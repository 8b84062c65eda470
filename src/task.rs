//! Task records and the fixed task table
//!
//! One record per task slot in a fixed-capacity table. The scheduler owns
//! the table exclusively; a task's private descriptor table is owned by
//! that task alone and never shared.

use crate::descriptor::LocalTable;
use crate::fs::FileHandle;
use crate::types::{KernError, KernResult, Pid, Ring};

/// Capacity of the task table
pub const MAX_TASKS: usize = 32;

/// Per-task file descriptor slots; 0-2 are the standard streams
pub const MAX_OPEN_FILES: usize = 32;

/// Kernel stack handed to every new task
pub const KERNEL_STACK_SIZE: usize = 64 * 1024;

/// Run states of a task
#[derive(Debug, Clone, Copy, PartialEq, Eq)]
pub enum TaskState {
    /// Eligible for the next scheduling decision
    Ready,
    /// Currently executing; exactly one task at any instant
    Running,
    /// Voluntarily blocked
    Sleeping,
    /// Terminated, exit value not yet collected
    Zombie,
    /// Administratively parked; never scheduled
    Stopped,
}

/// Saved register, segment, and stack-pointer state
#[repr(C)]
#[derive(Debug, Clone, Copy, Default)]
pub struct Context {
    pub eip: usize,
    pub esp: usize,
    pub eflags: usize,
    pub eax: usize,
    pub ecx: usize,
    pub edx: usize,
    pub ebx: usize,
    pub ebp: usize,
    pub esi: usize,
    pub edi: usize,
    pub cs: u16,
    pub ds: u16,
    pub es: u16,
    pub ss: u16,
    pub fs: u16,
    pub gs: u16,
}

/// Interrupts-enabled flag seeded into every new context
pub const INITIAL_EFLAGS: usize = 0x202;

/// One entry of the task table
pub struct TaskRecord {
    pub pid: Pid,
    pub state: TaskState,
    pub ring: Ring,
    pub context: Context,

    /// Private two-entry (code, data) descriptor table
    pub ldt: LocalTable,
    /// Flat base of the task's data segment; 0 for kernel-view tasks
    pub ds_base: usize,
    pub is_user: bool,

    pub fd_table: [Option<FileHandle>; MAX_OPEN_FILES],

    /// Program break: current allocation cursor, task-relative
    pub brk: usize,
    /// Current data-segment ceiling, task-relative
    pub brk_ceiling: usize,

    pub exit_value: i32,

    // Heap allocations owned by this task, reclaimed on slot release
    pub stack_alloc: usize,
    pub code_alloc: usize,
    pub data_alloc: usize,

    pub cwd: heapless::String<128>,
    pub args: heapless::String<256>,
    /// Image path handed to the loader trampoline
    pub exec_path: heapless::String<128>,
}

impl TaskRecord {
    /// Fresh record; standard streams pre-wired, everything else empty
    pub fn new(pid: Pid, ring: Ring) -> Self {
        let mut fd_table = [const { None }; MAX_OPEN_FILES];
        fd_table[0] = Some(FileHandle::Stdin);
        fd_table[1] = Some(FileHandle::Stdout);
        fd_table[2] = Some(FileHandle::Stderr);

        TaskRecord {
            pid,
            state: TaskState::Stopped,
            ring,
            context: Context::default(),
            ldt: LocalTable::new(),
            ds_base: 0,
            is_user: false,
            fd_table,
            brk: 0,
            brk_ceiling: 0,
            exit_value: 0,
            stack_alloc: 0,
            code_alloc: 0,
            data_alloc: 0,
            cwd: heapless::String::new(),
            args: heapless::String::new(),
            exec_path: heapless::String::new(),
        }
    }

    /// Bind a handle to the lowest free descriptor slot
    pub fn bind_fd(&mut self, handle: FileHandle) -> KernResult<usize> {
        for (fd, slot) in self.fd_table.iter_mut().enumerate() {
            if slot.is_none() {
                *slot = Some(handle);
                return Ok(fd);
            }
        }
        Err(KernError::BadFileDescriptor)
    }

    /// Borrow an open handle
    pub fn fd(&mut self, fd: usize) -> KernResult<&mut FileHandle> {
        self.fd_table
            .get_mut(fd)
            .and_then(|slot| slot.as_mut())
            .ok_or(KernError::BadFileDescriptor)
    }

    /// Close a descriptor; the standard streams cannot be closed
    pub fn close_fd(&mut self, fd: usize) -> KernResult<()> {
        if fd < 3 || fd >= MAX_OPEN_FILES {
            return Err(KernError::BadFileDescriptor);
        }
        match self.fd_table[fd].take() {
            Some(_) => Ok(()),
            None => Err(KernError::BadFileDescriptor),
        }
    }
}

/// Fixed-capacity table of task slots
pub struct TaskTable {
    slots: [Option<TaskRecord>; MAX_TASKS],
    next_pid: u32,
}

impl TaskTable {
    pub fn new() -> Self {
        TaskTable {
            slots: [const { None }; MAX_TASKS],
            next_pid: 1,
        }
    }

    /// Claim a free slot for a new task
    pub fn alloc(&mut self, ring: Ring) -> KernResult<Pid> {
        let slot = self
            .slots
            .iter()
            .position(|s| s.is_none())
            .ok_or(KernError::TaskTableFull)?;
        let pid = Pid(self.next_pid);
        self.next_pid += 1;
        self.slots[slot] = Some(TaskRecord::new(pid, ring));
        Ok(pid)
    }

    /// Index of the slot holding `pid`
    pub fn slot_of(&self, pid: Pid) -> Option<usize> {
        self.slots
            .iter()
            .position(|s| s.as_ref().is_some_and(|t| t.pid == pid))
    }

    pub fn get(&self, pid: Pid) -> Option<&TaskRecord> {
        self.slots
            .iter()
            .filter_map(|s| s.as_ref())
            .find(|t| t.pid == pid)
    }

    pub fn get_mut(&mut self, pid: Pid) -> Option<&mut TaskRecord> {
        self.slots
            .iter_mut()
            .filter_map(|s| s.as_mut())
            .find(|t| t.pid == pid)
    }

    pub fn by_slot(&self, slot: usize) -> Option<&TaskRecord> {
        self.slots.get(slot).and_then(|s| s.as_ref())
    }

    pub fn by_slot_mut(&mut self, slot: usize) -> Option<&mut TaskRecord> {
        self.slots.get_mut(slot).and_then(|s| s.as_mut())
    }

    /// Return a slot to the pool, yielding the record for reclamation
    pub fn release(&mut self, pid: Pid) -> Option<TaskRecord> {
        let slot = self.slot_of(pid)?;
        self.slots[slot].take()
    }

    /// Live records, in slot order
    pub fn iter(&self) -> impl Iterator<Item = &TaskRecord> {
        self.slots.iter().filter_map(|s| s.as_ref())
    }

    pub fn len(&self) -> usize {
        self.slots.iter().filter(|s| s.is_some()).count()
    }

    pub fn is_empty(&self) -> bool {
        self.len() == 0
    }

    pub fn capacity(&self) -> usize {
        MAX_TASKS
    }
}

#[cfg(test)]
mod tests {
    use super::*;

    #[test]
    fn table_allocates_unique_pids() {
        let mut table = TaskTable::new();
        let a = table.alloc(Ring::Kernel).unwrap();
        let b = table.alloc(Ring::User).unwrap();
        assert_ne!(a, b);
        assert_eq!(table.len(), 2);
    }

    #[test]
    fn table_full_is_reported_not_fatal() {
        let mut table = TaskTable::new();
        for _ in 0..MAX_TASKS {
            table.alloc(Ring::Kernel).unwrap();
        }
        assert_eq!(table.alloc(Ring::Kernel), Err(KernError::TaskTableFull));
    }

    #[test]
    fn released_slot_is_reusable() {
        let mut table = TaskTable::new();
        for _ in 0..MAX_TASKS {
            table.alloc(Ring::Kernel).unwrap();
        }
        let victim = table.iter().nth(3).unwrap().pid;
        assert!(table.release(victim).is_some());
        let replacement = table.alloc(Ring::User).unwrap();
        assert!(table.get(replacement).is_some());
        assert!(table.get(victim).is_none());
    }

    #[test]
    fn standard_streams_are_prewired() {
        let task = TaskRecord::new(Pid(1), Ring::User);
        assert!(matches!(task.fd_table[0], Some(FileHandle::Stdin)));
        assert!(matches!(task.fd_table[1], Some(FileHandle::Stdout)));
        assert!(matches!(task.fd_table[2], Some(FileHandle::Stderr)));
        assert!(task.fd_table[3].is_none());
    }

    #[test]
    fn bind_fd_skips_reserved_slots() {
        let mut task = TaskRecord::new(Pid(1), Ring::User);
        let fd = task.bind_fd(FileHandle::Stdout).unwrap();
        assert_eq!(fd, 3);
    }

    #[test]
    fn reserved_streams_cannot_be_closed() {
        let mut task = TaskRecord::new(Pid(1), Ring::User);
        assert_eq!(task.close_fd(1), Err(KernError::BadFileDescriptor));
        let fd = task.bind_fd(FileHandle::Stdout).unwrap();
        assert!(task.close_fd(fd).is_ok());
        assert_eq!(task.close_fd(fd), Err(KernError::BadFileDescriptor));
    }
}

◆ What you need to do: From the first line of the listing above through the line that contains "states of a task", set down each line without alteration, and nothing else.

◆ Response below:
repository 8b84062c65eda470
filename src/task.rs
//! Task records and the fixed task table
//!
//! One record per task slot in a fixed-capacity table. The scheduler owns
//! the table exclusively; a task's private descriptor table is owned by
//! that task alone and never shared.

use crate::descriptor::LocalTable;
use crate::fs::FileHandle;
use crate::types::{KernError, KernResult, Pid, Ring};

/// Capacity of the task table
pub const MAX_TASKS: usize = 32;

/// Per-task file descriptor slots; 0-2 are the standard streams
pub const MAX_OPEN_FILES: usize = 32;

/// Kernel stack handed to every new task
pub const KERNEL_STACK_SIZE: usize = 64 * 1024;

/// Run states of a task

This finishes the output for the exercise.